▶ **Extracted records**
++++++++++++++++++++

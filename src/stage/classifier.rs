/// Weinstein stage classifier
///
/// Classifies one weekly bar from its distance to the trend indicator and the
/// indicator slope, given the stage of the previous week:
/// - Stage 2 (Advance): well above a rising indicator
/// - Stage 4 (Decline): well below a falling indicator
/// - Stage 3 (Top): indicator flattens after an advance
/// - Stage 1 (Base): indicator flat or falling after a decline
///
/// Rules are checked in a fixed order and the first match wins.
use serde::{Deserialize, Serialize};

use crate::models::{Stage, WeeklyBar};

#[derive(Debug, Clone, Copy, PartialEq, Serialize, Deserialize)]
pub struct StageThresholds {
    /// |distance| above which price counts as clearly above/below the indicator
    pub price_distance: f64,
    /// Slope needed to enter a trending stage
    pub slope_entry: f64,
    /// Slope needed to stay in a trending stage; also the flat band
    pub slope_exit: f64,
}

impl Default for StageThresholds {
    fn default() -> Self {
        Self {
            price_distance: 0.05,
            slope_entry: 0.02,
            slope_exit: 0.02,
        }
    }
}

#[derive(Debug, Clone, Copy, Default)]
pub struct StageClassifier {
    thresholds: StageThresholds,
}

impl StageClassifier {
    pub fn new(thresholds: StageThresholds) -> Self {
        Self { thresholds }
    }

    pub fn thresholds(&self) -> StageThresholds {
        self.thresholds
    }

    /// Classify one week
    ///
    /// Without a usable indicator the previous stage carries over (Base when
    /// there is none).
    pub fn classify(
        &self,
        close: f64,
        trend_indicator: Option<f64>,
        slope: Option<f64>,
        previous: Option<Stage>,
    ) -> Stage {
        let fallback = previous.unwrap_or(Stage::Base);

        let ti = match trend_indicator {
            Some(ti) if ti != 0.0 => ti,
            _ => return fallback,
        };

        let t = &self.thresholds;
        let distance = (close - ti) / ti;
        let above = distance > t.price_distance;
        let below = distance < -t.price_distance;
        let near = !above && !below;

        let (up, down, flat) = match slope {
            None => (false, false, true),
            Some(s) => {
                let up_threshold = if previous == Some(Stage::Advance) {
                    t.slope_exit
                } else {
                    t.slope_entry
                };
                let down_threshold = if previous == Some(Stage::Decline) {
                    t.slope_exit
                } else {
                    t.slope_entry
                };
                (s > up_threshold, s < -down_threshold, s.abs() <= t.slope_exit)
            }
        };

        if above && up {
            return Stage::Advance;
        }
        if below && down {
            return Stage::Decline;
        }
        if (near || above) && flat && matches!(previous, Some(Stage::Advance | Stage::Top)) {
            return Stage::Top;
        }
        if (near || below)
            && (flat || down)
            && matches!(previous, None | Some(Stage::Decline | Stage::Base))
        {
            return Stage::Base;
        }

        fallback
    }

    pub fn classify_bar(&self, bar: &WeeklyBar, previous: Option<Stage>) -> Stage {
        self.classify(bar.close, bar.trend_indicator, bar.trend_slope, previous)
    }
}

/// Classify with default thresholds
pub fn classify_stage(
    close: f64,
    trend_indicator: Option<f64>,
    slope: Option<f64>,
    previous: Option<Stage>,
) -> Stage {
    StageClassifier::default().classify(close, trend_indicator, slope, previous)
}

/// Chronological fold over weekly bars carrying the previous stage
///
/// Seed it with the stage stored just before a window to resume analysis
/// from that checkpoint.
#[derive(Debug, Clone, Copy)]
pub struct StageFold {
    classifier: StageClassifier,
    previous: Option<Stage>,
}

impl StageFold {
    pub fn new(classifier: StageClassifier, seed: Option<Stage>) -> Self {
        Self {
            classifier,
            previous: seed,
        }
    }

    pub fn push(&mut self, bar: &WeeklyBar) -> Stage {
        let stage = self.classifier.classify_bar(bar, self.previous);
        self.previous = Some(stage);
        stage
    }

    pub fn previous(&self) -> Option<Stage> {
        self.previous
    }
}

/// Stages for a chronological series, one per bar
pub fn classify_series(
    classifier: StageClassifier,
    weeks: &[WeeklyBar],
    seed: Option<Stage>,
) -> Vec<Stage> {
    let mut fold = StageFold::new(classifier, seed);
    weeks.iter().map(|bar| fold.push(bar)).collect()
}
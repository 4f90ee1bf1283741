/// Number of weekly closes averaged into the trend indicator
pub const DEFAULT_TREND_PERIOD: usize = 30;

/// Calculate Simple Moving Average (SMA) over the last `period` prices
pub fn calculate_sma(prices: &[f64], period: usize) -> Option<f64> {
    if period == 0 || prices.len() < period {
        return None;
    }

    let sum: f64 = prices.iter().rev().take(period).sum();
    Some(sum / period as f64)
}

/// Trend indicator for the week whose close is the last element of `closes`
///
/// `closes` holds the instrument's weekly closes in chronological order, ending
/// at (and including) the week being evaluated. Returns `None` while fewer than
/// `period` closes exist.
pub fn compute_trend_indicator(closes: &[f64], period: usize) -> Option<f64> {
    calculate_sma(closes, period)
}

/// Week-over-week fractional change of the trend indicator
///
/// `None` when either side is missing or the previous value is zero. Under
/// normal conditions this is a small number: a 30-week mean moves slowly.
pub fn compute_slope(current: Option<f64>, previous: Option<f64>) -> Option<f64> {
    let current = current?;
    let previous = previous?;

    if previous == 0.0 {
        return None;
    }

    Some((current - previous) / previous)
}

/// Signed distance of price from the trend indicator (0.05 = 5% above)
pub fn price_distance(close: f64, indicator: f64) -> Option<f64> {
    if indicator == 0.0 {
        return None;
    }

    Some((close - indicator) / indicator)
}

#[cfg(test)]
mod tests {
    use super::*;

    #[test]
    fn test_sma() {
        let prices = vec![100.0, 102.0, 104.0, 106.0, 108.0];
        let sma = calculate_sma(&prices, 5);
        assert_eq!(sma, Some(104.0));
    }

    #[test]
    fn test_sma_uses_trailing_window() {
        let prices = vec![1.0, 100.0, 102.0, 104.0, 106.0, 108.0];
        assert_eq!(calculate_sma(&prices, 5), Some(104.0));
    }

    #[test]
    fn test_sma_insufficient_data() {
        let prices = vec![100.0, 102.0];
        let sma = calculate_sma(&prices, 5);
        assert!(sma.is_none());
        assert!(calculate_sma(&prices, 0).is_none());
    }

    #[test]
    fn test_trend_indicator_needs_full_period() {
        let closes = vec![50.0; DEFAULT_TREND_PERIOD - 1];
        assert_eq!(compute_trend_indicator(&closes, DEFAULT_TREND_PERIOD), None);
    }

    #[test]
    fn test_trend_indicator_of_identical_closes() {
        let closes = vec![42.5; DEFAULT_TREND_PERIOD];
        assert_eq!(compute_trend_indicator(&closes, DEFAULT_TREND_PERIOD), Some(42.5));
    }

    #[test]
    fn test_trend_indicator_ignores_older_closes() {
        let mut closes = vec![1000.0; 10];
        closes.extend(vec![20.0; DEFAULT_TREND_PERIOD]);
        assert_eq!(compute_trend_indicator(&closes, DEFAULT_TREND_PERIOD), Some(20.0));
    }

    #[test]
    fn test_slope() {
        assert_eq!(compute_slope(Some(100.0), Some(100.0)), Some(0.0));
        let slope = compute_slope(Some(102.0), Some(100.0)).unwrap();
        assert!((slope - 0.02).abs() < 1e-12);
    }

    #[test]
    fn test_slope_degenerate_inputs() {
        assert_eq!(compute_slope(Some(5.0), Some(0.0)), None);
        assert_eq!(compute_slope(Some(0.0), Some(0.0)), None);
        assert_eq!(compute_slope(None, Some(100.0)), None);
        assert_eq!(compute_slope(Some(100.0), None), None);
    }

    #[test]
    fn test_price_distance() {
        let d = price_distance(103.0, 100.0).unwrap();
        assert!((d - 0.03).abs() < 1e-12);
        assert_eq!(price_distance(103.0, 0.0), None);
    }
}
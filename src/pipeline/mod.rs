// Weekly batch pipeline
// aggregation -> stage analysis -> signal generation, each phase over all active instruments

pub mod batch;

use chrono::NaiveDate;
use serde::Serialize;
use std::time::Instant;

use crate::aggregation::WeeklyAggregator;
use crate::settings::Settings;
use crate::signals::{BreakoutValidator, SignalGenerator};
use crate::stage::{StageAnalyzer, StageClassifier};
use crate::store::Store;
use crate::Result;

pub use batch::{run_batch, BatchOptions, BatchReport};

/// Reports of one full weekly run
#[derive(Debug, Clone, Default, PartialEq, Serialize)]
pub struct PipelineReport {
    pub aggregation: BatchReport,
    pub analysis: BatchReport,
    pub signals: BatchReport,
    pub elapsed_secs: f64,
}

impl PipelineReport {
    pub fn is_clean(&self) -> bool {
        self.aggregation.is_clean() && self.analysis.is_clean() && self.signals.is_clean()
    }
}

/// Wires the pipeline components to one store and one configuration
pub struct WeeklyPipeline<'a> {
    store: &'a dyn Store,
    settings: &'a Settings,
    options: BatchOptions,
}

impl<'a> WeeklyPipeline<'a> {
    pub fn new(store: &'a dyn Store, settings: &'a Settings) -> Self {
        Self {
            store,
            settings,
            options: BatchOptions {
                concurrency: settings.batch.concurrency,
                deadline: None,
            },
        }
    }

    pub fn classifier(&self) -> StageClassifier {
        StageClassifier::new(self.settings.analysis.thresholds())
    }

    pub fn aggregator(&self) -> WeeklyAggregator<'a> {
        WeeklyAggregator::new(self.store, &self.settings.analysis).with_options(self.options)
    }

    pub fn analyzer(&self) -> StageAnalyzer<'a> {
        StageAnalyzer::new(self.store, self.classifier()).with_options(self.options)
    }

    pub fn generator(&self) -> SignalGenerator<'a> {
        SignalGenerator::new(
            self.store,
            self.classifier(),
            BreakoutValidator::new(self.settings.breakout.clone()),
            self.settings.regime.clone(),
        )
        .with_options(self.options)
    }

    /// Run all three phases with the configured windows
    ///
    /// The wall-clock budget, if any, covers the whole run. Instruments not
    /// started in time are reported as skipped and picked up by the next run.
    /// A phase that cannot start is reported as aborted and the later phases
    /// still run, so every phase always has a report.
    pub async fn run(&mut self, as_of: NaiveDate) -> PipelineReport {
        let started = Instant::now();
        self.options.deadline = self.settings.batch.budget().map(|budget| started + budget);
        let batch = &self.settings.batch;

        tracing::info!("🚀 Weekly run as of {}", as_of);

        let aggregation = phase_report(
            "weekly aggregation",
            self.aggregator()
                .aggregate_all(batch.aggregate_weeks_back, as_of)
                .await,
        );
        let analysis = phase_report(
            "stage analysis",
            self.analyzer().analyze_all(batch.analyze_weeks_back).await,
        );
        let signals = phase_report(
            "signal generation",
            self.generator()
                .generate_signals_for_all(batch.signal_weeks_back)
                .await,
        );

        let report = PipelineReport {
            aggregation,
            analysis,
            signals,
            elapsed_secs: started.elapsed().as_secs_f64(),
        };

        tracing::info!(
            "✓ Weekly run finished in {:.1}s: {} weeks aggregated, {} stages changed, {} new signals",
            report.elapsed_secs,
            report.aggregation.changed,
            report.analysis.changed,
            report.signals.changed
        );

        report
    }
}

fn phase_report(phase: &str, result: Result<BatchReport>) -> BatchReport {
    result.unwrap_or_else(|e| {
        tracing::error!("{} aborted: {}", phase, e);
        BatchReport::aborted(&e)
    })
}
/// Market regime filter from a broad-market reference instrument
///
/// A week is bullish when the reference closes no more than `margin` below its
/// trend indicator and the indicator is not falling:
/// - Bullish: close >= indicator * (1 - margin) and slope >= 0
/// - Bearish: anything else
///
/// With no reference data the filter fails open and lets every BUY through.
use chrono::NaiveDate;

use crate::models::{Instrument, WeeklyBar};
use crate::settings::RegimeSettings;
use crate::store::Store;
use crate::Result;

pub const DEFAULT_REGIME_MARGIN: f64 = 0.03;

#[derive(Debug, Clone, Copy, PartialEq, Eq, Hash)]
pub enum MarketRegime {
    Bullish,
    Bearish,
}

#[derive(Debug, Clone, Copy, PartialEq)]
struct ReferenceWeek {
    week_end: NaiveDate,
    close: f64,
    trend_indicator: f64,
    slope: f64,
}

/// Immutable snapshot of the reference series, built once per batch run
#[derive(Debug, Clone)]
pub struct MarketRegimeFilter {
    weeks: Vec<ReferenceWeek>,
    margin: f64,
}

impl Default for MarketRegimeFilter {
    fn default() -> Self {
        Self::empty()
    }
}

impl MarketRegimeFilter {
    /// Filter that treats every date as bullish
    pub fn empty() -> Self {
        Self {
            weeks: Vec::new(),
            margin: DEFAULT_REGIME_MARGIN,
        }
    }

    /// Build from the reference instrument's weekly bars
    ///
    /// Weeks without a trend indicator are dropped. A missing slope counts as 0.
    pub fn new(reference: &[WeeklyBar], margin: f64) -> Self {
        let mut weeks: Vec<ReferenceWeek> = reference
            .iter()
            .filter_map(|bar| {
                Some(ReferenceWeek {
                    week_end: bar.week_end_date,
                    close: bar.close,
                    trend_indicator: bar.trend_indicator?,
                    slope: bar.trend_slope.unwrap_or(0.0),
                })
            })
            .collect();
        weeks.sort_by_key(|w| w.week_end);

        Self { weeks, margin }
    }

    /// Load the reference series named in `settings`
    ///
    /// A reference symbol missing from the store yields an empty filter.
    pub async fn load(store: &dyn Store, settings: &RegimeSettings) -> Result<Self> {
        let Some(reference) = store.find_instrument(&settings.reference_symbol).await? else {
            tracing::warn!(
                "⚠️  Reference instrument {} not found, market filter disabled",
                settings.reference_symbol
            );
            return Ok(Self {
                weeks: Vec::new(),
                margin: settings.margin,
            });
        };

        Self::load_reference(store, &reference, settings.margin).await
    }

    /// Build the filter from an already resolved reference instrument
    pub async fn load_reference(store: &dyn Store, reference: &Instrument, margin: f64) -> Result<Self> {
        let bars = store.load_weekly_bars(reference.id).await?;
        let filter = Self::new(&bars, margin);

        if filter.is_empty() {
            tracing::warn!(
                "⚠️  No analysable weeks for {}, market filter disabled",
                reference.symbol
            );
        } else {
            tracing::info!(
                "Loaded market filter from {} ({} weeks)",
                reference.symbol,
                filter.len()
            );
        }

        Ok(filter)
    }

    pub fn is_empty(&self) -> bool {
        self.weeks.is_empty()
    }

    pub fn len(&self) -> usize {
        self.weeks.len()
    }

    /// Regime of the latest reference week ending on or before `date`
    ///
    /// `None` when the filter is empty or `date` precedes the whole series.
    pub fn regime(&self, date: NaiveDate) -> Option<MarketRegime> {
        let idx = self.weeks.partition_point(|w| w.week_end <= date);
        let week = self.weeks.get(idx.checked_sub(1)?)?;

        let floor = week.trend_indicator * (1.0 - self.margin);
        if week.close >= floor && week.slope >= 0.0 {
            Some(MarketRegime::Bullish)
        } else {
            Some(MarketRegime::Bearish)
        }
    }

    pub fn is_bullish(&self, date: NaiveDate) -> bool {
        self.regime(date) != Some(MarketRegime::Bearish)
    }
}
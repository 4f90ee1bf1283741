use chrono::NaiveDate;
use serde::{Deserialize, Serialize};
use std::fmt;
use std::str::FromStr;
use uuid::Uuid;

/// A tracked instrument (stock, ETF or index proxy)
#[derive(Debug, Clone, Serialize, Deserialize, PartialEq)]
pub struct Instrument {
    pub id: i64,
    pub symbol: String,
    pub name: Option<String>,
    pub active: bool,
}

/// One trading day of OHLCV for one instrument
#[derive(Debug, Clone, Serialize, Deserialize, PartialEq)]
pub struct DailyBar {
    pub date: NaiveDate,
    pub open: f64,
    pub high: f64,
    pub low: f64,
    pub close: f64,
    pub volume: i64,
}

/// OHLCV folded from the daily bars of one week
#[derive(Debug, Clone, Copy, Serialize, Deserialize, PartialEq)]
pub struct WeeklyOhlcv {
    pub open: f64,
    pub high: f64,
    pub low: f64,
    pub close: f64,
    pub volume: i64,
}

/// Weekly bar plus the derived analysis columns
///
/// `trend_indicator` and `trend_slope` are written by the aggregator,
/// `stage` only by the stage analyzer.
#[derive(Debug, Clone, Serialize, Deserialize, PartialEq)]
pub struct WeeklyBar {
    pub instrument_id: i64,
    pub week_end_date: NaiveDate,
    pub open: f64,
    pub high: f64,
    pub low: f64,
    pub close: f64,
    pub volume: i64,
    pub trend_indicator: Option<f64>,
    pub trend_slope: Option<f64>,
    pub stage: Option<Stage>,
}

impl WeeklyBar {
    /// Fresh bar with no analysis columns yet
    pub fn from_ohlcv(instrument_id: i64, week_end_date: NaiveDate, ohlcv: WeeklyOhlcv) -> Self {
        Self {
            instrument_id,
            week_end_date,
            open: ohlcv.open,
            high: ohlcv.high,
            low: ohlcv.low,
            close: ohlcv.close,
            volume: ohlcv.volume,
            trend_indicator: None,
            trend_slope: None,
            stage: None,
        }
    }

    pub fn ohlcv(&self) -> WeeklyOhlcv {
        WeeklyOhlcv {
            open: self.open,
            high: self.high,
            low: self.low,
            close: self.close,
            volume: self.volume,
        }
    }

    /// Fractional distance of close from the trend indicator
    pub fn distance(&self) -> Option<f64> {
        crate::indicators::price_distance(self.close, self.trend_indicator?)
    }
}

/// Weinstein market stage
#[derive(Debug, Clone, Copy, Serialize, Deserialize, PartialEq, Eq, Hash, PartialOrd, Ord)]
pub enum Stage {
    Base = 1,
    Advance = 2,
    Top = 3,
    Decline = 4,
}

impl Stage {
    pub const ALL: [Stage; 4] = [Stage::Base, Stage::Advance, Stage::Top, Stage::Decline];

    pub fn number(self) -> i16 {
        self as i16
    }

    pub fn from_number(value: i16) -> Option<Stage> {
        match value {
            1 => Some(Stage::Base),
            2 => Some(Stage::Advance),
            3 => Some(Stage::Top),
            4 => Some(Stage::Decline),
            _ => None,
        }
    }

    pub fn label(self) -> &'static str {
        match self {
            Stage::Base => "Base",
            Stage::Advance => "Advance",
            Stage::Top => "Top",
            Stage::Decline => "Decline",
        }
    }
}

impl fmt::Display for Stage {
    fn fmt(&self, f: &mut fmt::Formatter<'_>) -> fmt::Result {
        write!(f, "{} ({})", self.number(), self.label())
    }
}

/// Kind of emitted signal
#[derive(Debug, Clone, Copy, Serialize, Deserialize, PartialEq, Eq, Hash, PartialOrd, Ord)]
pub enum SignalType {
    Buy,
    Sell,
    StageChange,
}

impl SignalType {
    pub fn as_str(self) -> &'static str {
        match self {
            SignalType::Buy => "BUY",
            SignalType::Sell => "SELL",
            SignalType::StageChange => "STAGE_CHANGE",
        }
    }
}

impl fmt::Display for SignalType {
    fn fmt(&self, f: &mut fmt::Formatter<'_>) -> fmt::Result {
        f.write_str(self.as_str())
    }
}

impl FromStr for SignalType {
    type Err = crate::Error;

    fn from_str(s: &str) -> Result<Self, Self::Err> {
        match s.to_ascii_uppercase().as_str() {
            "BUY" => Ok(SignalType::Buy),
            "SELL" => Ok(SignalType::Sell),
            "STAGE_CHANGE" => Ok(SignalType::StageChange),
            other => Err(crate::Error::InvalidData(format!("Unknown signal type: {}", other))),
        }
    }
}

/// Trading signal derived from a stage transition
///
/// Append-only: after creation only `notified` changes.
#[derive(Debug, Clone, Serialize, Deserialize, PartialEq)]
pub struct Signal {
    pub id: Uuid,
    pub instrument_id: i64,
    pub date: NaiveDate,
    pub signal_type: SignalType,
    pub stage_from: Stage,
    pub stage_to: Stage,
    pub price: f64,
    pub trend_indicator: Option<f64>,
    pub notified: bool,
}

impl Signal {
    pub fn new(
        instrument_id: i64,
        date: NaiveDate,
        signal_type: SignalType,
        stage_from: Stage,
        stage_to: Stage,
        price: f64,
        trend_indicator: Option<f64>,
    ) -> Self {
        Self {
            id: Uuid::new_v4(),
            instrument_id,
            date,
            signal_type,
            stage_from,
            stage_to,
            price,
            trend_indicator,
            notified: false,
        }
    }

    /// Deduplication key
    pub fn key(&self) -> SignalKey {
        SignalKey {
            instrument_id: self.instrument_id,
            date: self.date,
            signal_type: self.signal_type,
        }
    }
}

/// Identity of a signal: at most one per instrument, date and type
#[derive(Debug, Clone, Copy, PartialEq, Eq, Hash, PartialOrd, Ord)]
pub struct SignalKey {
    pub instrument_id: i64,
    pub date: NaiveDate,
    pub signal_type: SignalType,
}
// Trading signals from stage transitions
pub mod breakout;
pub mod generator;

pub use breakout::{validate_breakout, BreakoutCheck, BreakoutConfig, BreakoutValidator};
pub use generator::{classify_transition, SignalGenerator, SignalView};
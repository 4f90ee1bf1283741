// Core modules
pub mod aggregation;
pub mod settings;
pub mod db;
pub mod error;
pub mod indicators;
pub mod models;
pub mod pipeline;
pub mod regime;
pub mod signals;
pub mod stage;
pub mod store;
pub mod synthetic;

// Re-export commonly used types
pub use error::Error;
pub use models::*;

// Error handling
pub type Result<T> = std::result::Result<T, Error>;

++++++++++++++++++++

▶ **Instructions for the task**
A bare number is the whole answer: state how many lines in the data above contain "Build".

▶ **Written reply**
2